Denial of Service Countermeasures: Intelligence Development and Analysis at the Network Node Level

Abstract:

This paper presents the results of an ongoing research where denial of service, DoS, countermeasures are being studied and simulated. The philosophy behind this research is that artificial intelligence at the network node stage can recognize and avert DoS threats on a real time basis. Along this objective a firewall algorithm was designed that examines the header of each and every service requesting packet. Packet requests are classified into accounts by their destination URL, and metadata are being developed based on the volume of packet-requests destined for the same server, as this volume compares to the average such requests.
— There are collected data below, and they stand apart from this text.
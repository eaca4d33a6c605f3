//! Keyed service registry: one [`SearchService`] per resolved store path

use super::SearchService;
use crate::config::Config;
use crate::error::{SeekError, SeekResult};
use crate::paths::PlatformPaths;
use std::collections::HashMap;
use std::path::{Path, PathBuf};
use std::sync::{Arc, Mutex, MutexGuard, Weak};

type Instances = Mutex<HashMap<PathBuf, Arc<SearchService>>>;

/// Back-reference a service uses to leave its registry on dispose
pub(crate) struct Registration {
    instances: Weak<Instances>,
    key: PathBuf,
}

impl Registration {
    /// Remove `service` unless the key already points at a newer instance
    pub(crate) fn remove(&self, service: &SearchService) {
        let Some(instances) = self.instances.upgrade() else {
            return;
        };
        let Ok(mut map) = instances.lock() else {
            return;
        };
        if map
            .get(&self.key)
            .is_some_and(|current| std::ptr::eq(Arc::as_ptr(current), service))
        {
            map.remove(&self.key);
            tracing::debug!("Unregistered service for {}", self.key.display());
        }
    }
}

/// Map from store path to the service that owns it
///
/// Lookup and creation happen under one short-lived lock; services are initialized by the
/// caller afterwards.
#[derive(Clone, Default)]
pub struct ServiceRegistry {
    instances: Arc<Instances>,
}

impl ServiceRegistry {
    pub fn new() -> Self {
        Self::default()
    }

    /// Registry key of a configuration
    pub fn key_for(config: &Config) -> PathBuf {
        PlatformPaths::resolve(&config.store.path)
    }

    fn lock(&self) -> SeekResult<MutexGuard<'_, HashMap<PathBuf, Arc<SearchService>>>> {
        self.instances
            .lock()
            .map_err(|_| SeekError::other("service registry lock poisoned"))
    }

    /// Existing service for the configured store path, or a new registered one
    pub fn get_instance(&self, config: Config) -> SeekResult<Arc<SearchService>> {
        self.get_instance_with(config, SearchService::new)
    }

    /// Like [`get_instance`](Self::get_instance), building new services with `build`
    pub fn get_instance_with(
        &self,
        config: Config,
        build: impl FnOnce(Config) -> SearchService,
    ) -> SeekResult<Arc<SearchService>> {
        let key = Self::key_for(&config);
        let mut instances = self.lock()?;
        if let Some(existing) = instances.get(&key) {
            return Ok(existing.clone());
        }

        let service = Arc::new(build(config).registered(Registration {
            instances: Arc::downgrade(&self.instances),
            key: key.clone(),
        }));
        tracing::debug!("Registered service for {}", key.display());
        instances.insert(key, service.clone());
        Ok(service)
    }

    /// Forget the service of a store path without disposing it
    pub fn remove_instance(&self, store_path: &Path) -> Option<Arc<SearchService>> {
        let key = PlatformPaths::resolve(store_path);
        self.lock().ok()?.remove(&key)
    }

    pub fn contains(&self, store_path: &Path) -> bool {
        let key = PlatformPaths::resolve(store_path);
        self.lock().is_ok_and(|map| map.contains_key(&key))
    }

    pub fn len(&self) -> usize {
        self.lock().map(|map| map.len()).unwrap_or(0)
    }

    pub fn is_empty(&self) -> bool {
        self.len() == 0
    }

    /// Dispose every registered service
    pub async fn dispose_all(&self) {
        let services: Vec<Arc<SearchService>> = match self.lock() {
            Ok(map) => map.values().cloned().collect(),
            Err(_) => return,
        };
        for service in services {
            service.dispose().await;
        }
    }
}
//! Query path: embed once, fan out to every shard, merge by score

use crate::embedding::EmbeddingBackend;
use crate::error::{SeekError, ValidationError};
use crate::types::{SearchResult, ShardError};
use crate::vector_db::{SearchFilter, ShardStore};
use crate::worker_pool::WorkerPool;
use anyhow::{Context, Result};
use futures::future::join_all;
use std::cmp::Ordering;
use std::sync::Arc;

#[derive(Debug, Clone)]
pub struct SearchOptions {
    pub limit: usize,
    /// Results scoring below this are dropped
    pub min_score: f32,
    /// Candidates requested from each shard; raised to `limit` when smaller
    pub top_k_per_shard: usize,
    pub filter: SearchFilter,
}

impl Default for SearchOptions {
    fn default() -> Self {
        Self {
            limit: 10,
            min_score: 0.5,
            top_k_per_shard: 10,
            filter: SearchFilter::default(),
        }
    }
}

impl SearchOptions {
    /// Per-shard K, never below the global limit
    pub fn per_shard_k(&self) -> usize {
        self.top_k_per_shard.max(self.limit)
    }
}

/// Ranked results plus the shards that could not answer
#[derive(Debug, Clone, Default)]
pub struct SearchOutcome {
    pub results: Vec<SearchResult>,
    pub shard_errors: Vec<ShardError>,
}

/// Descending by score, then by path and chunk index so equal scores order stably
pub fn compare_results(a: &SearchResult, b: &SearchResult) -> Ordering {
    b.similarity_score
        .total_cmp(&a.similarity_score)
        .then_with(|| a.file_path.cmp(&b.file_path))
        .then_with(|| a.chunk_index.cmp(&b.chunk_index))
}

/// Drop low scores, sort globally and keep the best `limit`
pub fn merge_results(
    results: impl IntoIterator<Item = SearchResult>,
    limit: usize,
    min_score: f32,
) -> Vec<SearchResult> {
    let mut merged: Vec<SearchResult> = results
        .into_iter()
        .filter(|r| r.similarity_score >= min_score)
        .collect();
    merged.sort_by(compare_results);
    merged.truncate(limit);
    merged
}

pub struct Searcher {
    backend: Arc<dyn EmbeddingBackend>,
    stores: Vec<Arc<dyn ShardStore>>,
}

impl Searcher {
    pub fn new(backend: Arc<dyn EmbeddingBackend>, stores: Vec<Arc<dyn ShardStore>>) -> Self {
        Self { backend, stores }
    }

    pub async fn embed_query(&self, query: &str) -> Result<Vec<f32>> {
        if query.trim().is_empty() {
            return Err(SeekError::from(ValidationError::Empty("query".to_string())).into());
        }
        self.backend
            .embed(query)
            .await
            .context("Failed to embed query")
    }

    /// Search every shard from this task
    pub async fn search(&self, query: &str, options: &SearchOptions) -> Result<SearchOutcome> {
        let vector = self.embed_query(query).await?;
        self.search_vector(&vector, options).await
    }

    pub async fn search_vector(
        &self,
        vector: &[f32],
        options: &SearchOptions,
    ) -> Result<SearchOutcome> {
        let k = options.per_shard_k();
        let lookups = self.stores.iter().map(|store| async move {
            let answer = store.search(vector, k, &options.filter).await;
            (store.shard_id(), answer)
        });
        let answers = join_all(lookups).await;

        let mut candidates = Vec::new();
        let mut shard_errors = Vec::new();
        for (shard_id, answer) in answers {
            match answer {
                Ok(results) => candidates.extend(results),
                Err(e) => {
                    tracing::warn!("Shard {} search failed: {:#}", shard_id, e);
                    shard_errors.push(ShardError::new(shard_id, format!("{:#}", e)));
                }
            }
        }

        if !self.stores.is_empty() && shard_errors.len() == self.stores.len() {
            return Err(SeekError::AllShardsFailed(self.stores.len()).into());
        }

        Ok(SearchOutcome {
            results: merge_results(candidates, options.limit, options.min_score),
            shard_errors,
        })
    }

    /// Search with each worker unit querying its own shards
    pub async fn search_parallel(
        &self,
        query: &str,
        options: &SearchOptions,
        pool: &WorkerPool,
    ) -> Result<SearchOutcome> {
        let vector = self.embed_query(query).await?;
        let shard_ids: Vec<usize> = self.stores.iter().map(|s| s.shard_id()).collect();
        pool.search(vector, shard_ids, options).await
    }
}
//! Sharded vector storage
//!
//! A store is a directory holding one physical shard per id. Files are assigned to shards by
//! [`shard_for_path`], so incremental updates always hit the same shard without a global
//! index.

pub mod lance_store;
pub mod manifest;
pub mod memory_store;

pub use lance_store::{LanceShardStore, LanceStoreFactory};
pub use manifest::StoreManifest;
pub use memory_store::{MemoryShardStore, MemoryStoreFactory};

use crate::indexer::CodeChunk;
use crate::types::{ResultMetadata, SearchResult};
use anyhow::Result;
use schemars::JsonSchema;
use serde::{Deserialize, Serialize};
use sha2::{Digest, Sha256};
use std::collections::BTreeMap;
use std::path::Path;
use std::sync::Arc;

/// Deterministic shard assignment
///
/// First eight bytes of SHA-256 over the path, big-endian, modulo `shard_count`. Stable across
/// runs and platforms.
pub fn shard_for_path(file_path: &str, shard_count: usize) -> usize {
    if shard_count <= 1 {
        return 0;
    }
    let digest = Sha256::digest(file_path.as_bytes());
    let mut prefix = [0u8; 8];
    prefix.copy_from_slice(&digest[..8]);
    (u64::from_be_bytes(prefix) % shard_count as u64) as usize
}

/// Map a cosine similarity in `[-1, 1]` to a score in `[0, 1]`
pub fn score_from_cosine(cosine: f32) -> f32 {
    ((1.0 + cosine) / 2.0).clamp(0.0, 1.0)
}

/// Map a cosine distance (`1 - cos`, in `[0, 2]`) to the same score
pub fn score_from_distance(distance: f32) -> f32 {
    (1.0 - distance / 2.0).clamp(0.0, 1.0)
}

/// One stored chunk with its vector
#[derive(Debug, Clone, PartialEq)]
pub struct IndexRecord {
    pub chunk: CodeChunk,
    pub embedding: Vec<f32>,
    pub shard_id: usize,
    /// Position of the chunk within its file for this indexing pass
    pub chunk_index: usize,
    /// Unix seconds
    pub indexed_at: i64,
}

impl IndexRecord {
    /// Store key: file path plus chunk sequence number
    pub fn id(&self) -> String {
        format!("{}#{}", self.chunk.file_path, self.chunk_index)
    }

    pub fn to_search_result(&self, similarity_score: f32) -> SearchResult {
        SearchResult {
            file_path: self.chunk.file_path.clone(),
            chunk_index: self.chunk_index,
            content: self.chunk.content.clone(),
            similarity_score,
            shard_id: self.shard_id,
            metadata: ResultMetadata {
                start_line: self.chunk.start_line,
                end_line: self.chunk.end_line,
                language: self.chunk.language.clone(),
                function_name: self.chunk.function_name.clone(),
            },
        }
    }
}

/// File extension without the dot, lowercased
pub(crate) fn extension_of(file_path: &str) -> String {
    Path::new(file_path)
        .extension()
        .and_then(|e| e.to_str())
        .map(|e| e.to_lowercase())
        .unwrap_or_default()
}

/// Exact-match constraints applied inside a shard before ranking
#[derive(Debug, Clone, Default, PartialEq, Serialize, Deserialize, JsonSchema)]
pub struct SearchFilter {
    /// Allowed languages; empty means any
    #[serde(default)]
    pub languages: Vec<String>,
    /// Allowed extensions without the dot; empty means any
    #[serde(default)]
    pub extensions: Vec<String>,
    /// Required path prefix
    #[serde(default)]
    pub path_prefix: Option<String>,
}

impl SearchFilter {
    pub fn is_empty(&self) -> bool {
        self.languages.is_empty() && self.extensions.is_empty() && self.path_prefix.is_none()
    }

    pub fn matches(&self, file_path: &str, language: &str) -> bool {
        if !self.languages.is_empty() && !self.languages.iter().any(|l| l == language) {
            return false;
        }
        if !self.extensions.is_empty() {
            let ext = extension_of(file_path);
            if !self
                .extensions
                .iter()
                .any(|e| e.trim_start_matches('.').eq_ignore_ascii_case(&ext))
            {
                return false;
            }
        }
        if let Some(prefix) = &self.path_prefix
            && !file_path.starts_with(prefix.as_str())
        {
            return false;
        }
        true
    }

    /// SQL predicate over the `language`, `extension` and `file_path` columns
    pub fn to_sql(&self) -> Option<String> {
        let mut clauses = Vec::new();
        if !self.languages.is_empty() {
            clauses.push(format!("language IN ({})", quote_list(&self.languages)));
        }
        if !self.extensions.is_empty() {
            let exts: Vec<String> = self
                .extensions
                .iter()
                .map(|e| e.trim_start_matches('.').to_lowercase())
                .collect();
            clauses.push(format!("extension IN ({})", quote_list(&exts)));
        }
        if let Some(prefix) = &self.path_prefix {
            clauses.push(format!("starts_with(file_path, {})", quote(prefix)));
        }
        if clauses.is_empty() {
            None
        } else {
            Some(clauses.join(" AND "))
        }
    }
}

pub(crate) fn quote(value: &str) -> String {
    format!("'{}'", value.replace('\'', "''"))
}

fn quote_list(values: &[String]) -> String {
    values
        .iter()
        .map(|v| quote(v))
        .collect::<Vec<_>>()
        .join(", ")
}

/// Contents summary of one shard
#[derive(Debug, Clone, Default, PartialEq, Serialize)]
pub struct ShardStats {
    pub shard_id: usize,
    /// Distinct file paths
    pub file_count: usize,
    pub chunk_count: usize,
    pub size_bytes: u64,
    /// Most recent `indexed_at` (unix seconds)
    pub last_indexed_at: Option<i64>,
    /// Chunk count per language
    pub languages: BTreeMap<String, usize>,
}

/// Persistent per-shard collection of (chunk, vector) pairs
///
/// Every record in a shard has the dimension passed to `initialize`; writes with any other
/// length are rejected. `upsert` is idempotent per record id.
#[async_trait::async_trait]
pub trait ShardStore: Send + Sync {
    fn shard_id(&self) -> usize;

    /// Create the shard if needed; fails if it already holds vectors of another size
    async fn initialize(&self, dimension: usize) -> Result<()>;

    /// Insert or replace records by id, returning the number written
    async fn upsert(&self, records: Vec<IndexRecord>) -> Result<usize>;

    /// Remove every record of a file, returning the number removed
    async fn delete_by_file(&self, file_path: &str) -> Result<usize>;

    /// Swap the record set of one file
    async fn replace_file(&self, file_path: &str, records: Vec<IndexRecord>) -> Result<usize> {
        self.delete_by_file(file_path).await?;
        self.upsert(records).await
    }

    /// Nearest records by cosine similarity, best first
    async fn search(
        &self,
        query: &[f32],
        top_k: usize,
        filter: &SearchFilter,
    ) -> Result<Vec<SearchResult>>;

    async fn stats(&self) -> Result<ShardStats>;

    /// Remove all records, keeping the shard usable
    async fn clear(&self) -> Result<()>;

    async fn dispose(&self) {}
}

/// Opens shard stores by id
///
/// Worker units open their own handles through the factory, so a factory must be cheap to
/// share across threads.
#[async_trait::async_trait]
pub trait ShardStoreFactory: Send + Sync {
    /// Open and initialize one shard
    async fn open(&self, shard_id: usize, dimension: usize) -> Result<Arc<dyn ShardStore>>;

    /// Whether data survives the process
    fn persistent(&self) -> bool;

    /// Short name recorded in logs
    fn name(&self) -> &'static str;
}
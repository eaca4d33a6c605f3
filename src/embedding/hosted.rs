use super::{BackendKind, EmbeddingBackend, ProbeResult, check_batch};
use crate::error::EmbeddingError;
use anyhow::{Context, Result};
use async_trait::async_trait;
use reqwest::header::{AUTHORIZATION, CONTENT_TYPE, HeaderMap, HeaderValue};
use reqwest::{Client, StatusCode};
use serde::{Deserialize, Serialize};
use std::time::Duration;
use tokio_util::sync::CancellationToken;

const MAX_RETRIES: usize = 3;

/// OpenAI-compatible hosted embeddings API
///
/// The API key is read from the configured environment variable at probe and initialize
/// time; it is never written to the configuration file. A disabled backend probes
/// unavailable even when the key is present.
pub struct HostedBackend {
    enabled: bool,
    base_url: String,
    model: String,
    api_key_env: String,
    batch_size: usize,
    timeout: Duration,
    client: Option<Client>,
    dimension: usize,
}

#[derive(Serialize)]
struct EmbeddingRequest<'a> {
    model: &'a str,
    input: &'a [String],
}

#[derive(Debug, Deserialize)]
struct EmbeddingResponse {
    data: Vec<EmbeddingData>,
}

#[derive(Debug, Deserialize)]
struct EmbeddingData {
    embedding: Vec<f32>,
    index: usize,
}

impl HostedBackend {
    pub fn new(
        base_url: impl Into<String>,
        model: impl Into<String>,
        api_key_env: impl Into<String>,
        batch_size: usize,
        timeout: Duration,
    ) -> Self {
        Self {
            enabled: true,
            base_url: base_url.into().trim_end_matches('/').to_string(),
            model: model.into(),
            api_key_env: api_key_env.into(),
            batch_size: batch_size.max(1),
            timeout,
            client: None,
            dimension: 0,
        }
    }

    /// Whether the backend may be probed and used at all
    pub fn with_enabled(mut self, enabled: bool) -> Self {
        self.enabled = enabled;
        self
    }

    fn api_key(&self) -> Option<String> {
        std::env::var(&self.api_key_env)
            .ok()
            .filter(|key| !key.trim().is_empty())
    }

    fn build_client(&self, api_key: &str) -> Result<Client> {
        let mut headers = HeaderMap::new();
        let auth = format!("Bearer {}", api_key.trim());
        headers.insert(
            AUTHORIZATION,
            HeaderValue::from_str(&auth).context("invalid hosted API key")?,
        );
        headers.insert(CONTENT_TYPE, HeaderValue::from_static("application/json"));
        Client::builder()
            .timeout(self.timeout)
            .default_headers(headers)
            .build()
            .context("failed to build hosted API HTTP client")
    }

    async fn embed_chunk(&self, client: &Client, texts: &[String]) -> Result<Vec<Vec<f32>>> {
        let endpoint = format!("{}/embeddings", self.base_url);
        let mut attempt = 0usize;
        loop {
            let request = EmbeddingRequest {
                model: &self.model,
                input: texts,
            };
            match client.post(&endpoint).json(&request).send().await {
                Ok(resp) => {
                    let status = resp.status();
                    if status.is_success() {
                        let mut parsed: EmbeddingResponse = resp
                            .json()
                            .await
                            .context("failed to parse hosted embedding response")?;
                        parsed.data.sort_by_key(|entry| entry.index);
                        return Ok(parsed.data.into_iter().map(|d| d.embedding).collect());
                    }

                    let body = resp
                        .text()
                        .await
                        .unwrap_or_else(|_| "<body unavailable>".to_string());
                    if should_retry(status) && attempt + 1 < MAX_RETRIES {
                        attempt += 1;
                        tokio::time::sleep(retry_backoff(attempt)).await;
                        continue;
                    }
                    return Err(EmbeddingError::GenerationFailed(format!(
                        "hosted API request failed ({}): {}",
                        status, body
                    ))
                    .into());
                }
                Err(err) => {
                    if (err.is_timeout() || err.is_connect()) && attempt + 1 < MAX_RETRIES {
                        attempt += 1;
                        tokio::time::sleep(retry_backoff(attempt)).await;
                        continue;
                    }
                    if err.is_timeout() {
                        return Err(EmbeddingError::Timeout(self.timeout.as_secs()).into());
                    }
                    return Err(EmbeddingError::Unavailable {
                        backend: BackendKind::Hosted.to_string(),
                        reason: err.to_string(),
                    }
                    .into());
                }
            }
        }
    }
}

fn should_retry(status: StatusCode) -> bool {
    status == StatusCode::TOO_MANY_REQUESTS || status.is_server_error()
}

fn retry_backoff(attempt: usize) -> Duration {
    let capped = attempt.min(5) as u32;
    Duration::from_millis(500 * (1 << capped))
}

#[async_trait]
impl EmbeddingBackend for HostedBackend {
    fn kind(&self) -> BackendKind {
        BackendKind::Hosted
    }

    fn model_name(&self) -> &str {
        &self.model
    }

    fn dimension(&self) -> usize {
        self.dimension
    }

    async fn probe(&self) -> ProbeResult {
        if !self.enabled {
            return ProbeResult::unavailable("hosted embeddings are not enabled");
        }
        if self.api_key().is_some() {
            ProbeResult::available(format!("API key found in ${}", self.api_key_env))
        } else {
            ProbeResult::unavailable(format!("${} is not set", self.api_key_env))
        }
    }

    async fn initialize(&mut self, cancel: &CancellationToken) -> Result<()> {
        let api_key = self.api_key().ok_or_else(|| EmbeddingError::Unavailable {
            backend: BackendKind::Hosted.to_string(),
            reason: format!("${} is not set", self.api_key_env),
        })?;
        let client = self.build_client(&api_key)?;

        tracing::info!("Using hosted embeddings {} ({})", self.base_url, self.model);

        let sample = vec!["dimension probe".to_string()];
        let vectors = tokio::select! {
            biased;
            _ = cancel.cancelled() => return Err(EmbeddingError::Cancelled.into()),
            result = self.embed_chunk(&client, &sample) => result.map_err(|e| {
                EmbeddingError::InitializationFailed {
                    backend: BackendKind::Hosted.to_string(),
                    reason: format!("{:#}", e),
                }
            })?,
        };

        self.dimension = vectors.first().map(|v| v.len()).unwrap_or(0);
        if self.dimension == 0 {
            return Err(EmbeddingError::InitializationFailed {
                backend: BackendKind::Hosted.to_string(),
                reason: "API returned an empty embedding".to_string(),
            }
            .into());
        }
        self.client = Some(client);
        Ok(())
    }

    async fn embed_batch(&self, texts: Vec<String>) -> Result<Vec<Vec<f32>>> {
        if texts.is_empty() {
            return Ok(vec![]);
        }
        let client = self.client.as_ref().ok_or(EmbeddingError::NotInitialized)?;

        let mut vectors = Vec::with_capacity(texts.len());
        for chunk in texts.chunks(self.batch_size) {
            let batch = self.embed_chunk(client, chunk).await?;
            check_batch(&batch, chunk.len(), self.dimension)?;
            vectors.extend(batch);
        }
        Ok(vectors)
    }

    async fn dispose(&self) {
        tracing::debug!("Hosted embedding backend released");
    }
}
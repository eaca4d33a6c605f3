use super::{BackendKind, EmbeddingBackend, ProbeResult, check_batch};
use crate::error::EmbeddingError;
use anyhow::{Context, Result};
use async_trait::async_trait;
use reqwest::Client;
use serde::{Deserialize, Serialize};
use std::time::Duration;
use tokio_util::sync::CancellationToken;

const PROBE_TIMEOUT: Duration = Duration::from_secs(2);

/// Ollama-compatible inference server
///
/// Only enabled when a server URL is configured. The vector size is learned from the first
/// embedding call during `initialize`.
pub struct RemoteBackend {
    client: Client,
    base_url: Option<String>,
    model: String,
    batch_size: usize,
    dimension: usize,
}

#[derive(Serialize)]
struct EmbedRequest<'a> {
    model: &'a str,
    input: &'a [String],
}

#[derive(Debug, Deserialize)]
struct EmbedResponse {
    embeddings: Vec<Vec<f32>>,
}

impl RemoteBackend {
    pub fn new(
        base_url: Option<String>,
        model: impl Into<String>,
        batch_size: usize,
        timeout: Duration,
    ) -> Result<Self> {
        let client = Client::builder()
            .timeout(timeout)
            .build()
            .context("failed to build inference server HTTP client")?;
        Ok(Self {
            client,
            base_url: base_url.map(|url| url.trim_end_matches('/').to_string()),
            model: model.into(),
            batch_size: batch_size.max(1),
            dimension: 0,
        })
    }

    fn url(&self) -> Result<&str, EmbeddingError> {
        self.base_url
            .as_deref()
            .ok_or_else(|| EmbeddingError::Unavailable {
                backend: BackendKind::Remote.to_string(),
                reason: "no inference server URL configured".to_string(),
            })
    }

    async fn embed_chunk(&self, url: &str, texts: &[String]) -> Result<Vec<Vec<f32>>> {
        let request = EmbedRequest {
            model: &self.model,
            input: texts,
        };
        let response = self
            .client
            .post(format!("{}/api/embed", url))
            .json(&request)
            .send()
            .await
            .map_err(|e| {
                if e.is_timeout() {
                    EmbeddingError::GenerationFailed(format!("inference server timed out: {}", e))
                } else {
                    EmbeddingError::Unavailable {
                        backend: BackendKind::Remote.to_string(),
                        reason: e.to_string(),
                    }
                }
            })?;

        let status = response.status();
        if !status.is_success() {
            let body = response
                .text()
                .await
                .unwrap_or_else(|_| "<body unavailable>".to_string());
            return Err(EmbeddingError::GenerationFailed(format!(
                "inference server returned {}: {}",
                status, body
            ))
            .into());
        }

        let parsed: EmbedResponse = response
            .json()
            .await
            .context("failed to parse inference server response")?;
        Ok(parsed.embeddings)
    }
}

#[async_trait]
impl EmbeddingBackend for RemoteBackend {
    fn kind(&self) -> BackendKind {
        BackendKind::Remote
    }

    fn model_name(&self) -> &str {
        &self.model
    }

    fn dimension(&self) -> usize {
        self.dimension
    }

    async fn probe(&self) -> ProbeResult {
        let Ok(url) = self.url() else {
            return ProbeResult::unavailable("no inference server URL configured");
        };
        match self
            .client
            .get(format!("{}/api/version", url))
            .timeout(PROBE_TIMEOUT)
            .send()
            .await
        {
            Ok(response) if response.status().is_success() => {
                ProbeResult::available(format!("inference server reachable at {}", url))
            }
            Ok(response) => ProbeResult::unavailable(format!(
                "inference server at {} answered {}",
                url,
                response.status()
            )),
            Err(e) => ProbeResult::unavailable(format!("inference server unreachable: {}", e)),
        }
    }

    async fn initialize(&mut self, cancel: &CancellationToken) -> Result<()> {
        let url = self.url()?.to_string();
        tracing::info!("Connecting to inference server {} ({})", url, self.model);

        let sample = vec!["dimension probe".to_string()];
        let vectors = tokio::select! {
            biased;
            _ = cancel.cancelled() => return Err(EmbeddingError::Cancelled.into()),
            result = self.embed_chunk(&url, &sample) => result.map_err(|e| {
                EmbeddingError::InitializationFailed {
                    backend: BackendKind::Remote.to_string(),
                    reason: format!("{:#}", e),
                }
            })?,
        };

        let dimension = vectors.first().map(|v| v.len()).unwrap_or(0);
        if dimension == 0 {
            return Err(EmbeddingError::InitializationFailed {
                backend: BackendKind::Remote.to_string(),
                reason: "server returned an empty embedding".to_string(),
            }
            .into());
        }
        self.dimension = dimension;
        Ok(())
    }

    async fn embed_batch(&self, texts: Vec<String>) -> Result<Vec<Vec<f32>>> {
        if texts.is_empty() {
            return Ok(vec![]);
        }
        if self.dimension == 0 {
            return Err(EmbeddingError::NotInitialized.into());
        }
        let url = self.url()?;

        let mut vectors = Vec::with_capacity(texts.len());
        for chunk in texts.chunks(self.batch_size) {
            let batch = self.embed_chunk(url, chunk).await?;
            check_batch(&batch, chunk.len(), self.dimension)?;
            vectors.extend(batch);
        }
        Ok(vectors)
    }
}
Based on these two parameters – volume over unit of time and average volume over several units of time – an account’s activity is deemed insignificant, significant or critical, from the DoS viewpoint threats, and is being identified as level green, yellow or red. At the green level, packets are being propagated as expected. At the yellow level, packets are being propagated along with a flag advising the next network node of the existence of a potential threat. Finally, at the red level packets are being either delayed or possibly blocked and a warning is being sent to surrounding network nodes and to the targeted URL’s server. Although at a very small scale, the computer simulation conducted in this research demonstrated that artificial intelligence can be successfully deployed at the network node stage, and that further research refining the designed firewall algorithm is merited.